_Records shown_
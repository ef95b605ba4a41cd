use candle_core::Device;
use tracing::warn;

#[cfg(any(feature = "metal", feature = "cuda"))]
use tracing::info;

use super::error::EmbeddingError;

/// Selects the compute device based on enabled features, falling back to
/// CPU when no GPU backend is compiled or available.
pub fn select_device() -> Result<Device, EmbeddingError> {
    #[cfg(feature = "metal")]
    {
        match Device::new_metal(0) {
            Ok(device) => {
                info!("Using Metal GPU acceleration");
                return Ok(device);
            }
            Err(e) => {
                warn!(error = %e, "Metal device unavailable, falling back");
            }
        }
    }

    #[cfg(feature = "cuda")]
    {
        match Device::new_cuda(0) {
            Ok(device) => {
                info!("Using CUDA GPU acceleration");
                return Ok(device);
            }
            Err(e) => {
                warn!(error = %e, "CUDA device unavailable, falling back");
            }
        }
    }

    if cfg!(any(feature = "metal", feature = "cuda")) {
        warn!("No GPU device available, using CPU");
    }

    Ok(Device::Cpu)
}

_Exercise requirements_
Output each entry precisely as given.

_Solved exercise_
repository ef95b605ba4a41cd
use candle_core::Device;
use tracing::warn;

#[cfg(any(feature = "metal", feature = "cuda"))]
use tracing::info;

use super::error::EmbeddingError;

/// Selects the compute device based on enabled features, falling back to
/// CPU when no GPU backend is compiled or available.
pub fn select_device() -> Result<Device, EmbeddingError> {
    #[cfg(feature = "metal")]
    {
        match Device::new_metal(0) {
            Ok(device) => {
                info!("Using Metal GPU acceleration");
                return Ok(device);
            }
            Err(e) => {
                warn!(error = %e, "Metal device unavailable, falling back");
            }
        }
    }

    #[cfg(feature = "cuda")]
    {
        match Device::new_cuda(0) {
            Ok(device) => {
                info!("Using CUDA GPU acceleration");
                return Ok(device);
            }
            Err(e) => {
                warn!(error = %e, "CUDA device unavailable, falling back");
            }
        }
    }

    if cfg!(any(feature = "metal", feature = "cuda")) {
        warn!("No GPU device available, using CPU");
    }

    Ok(Device::Cpu)
}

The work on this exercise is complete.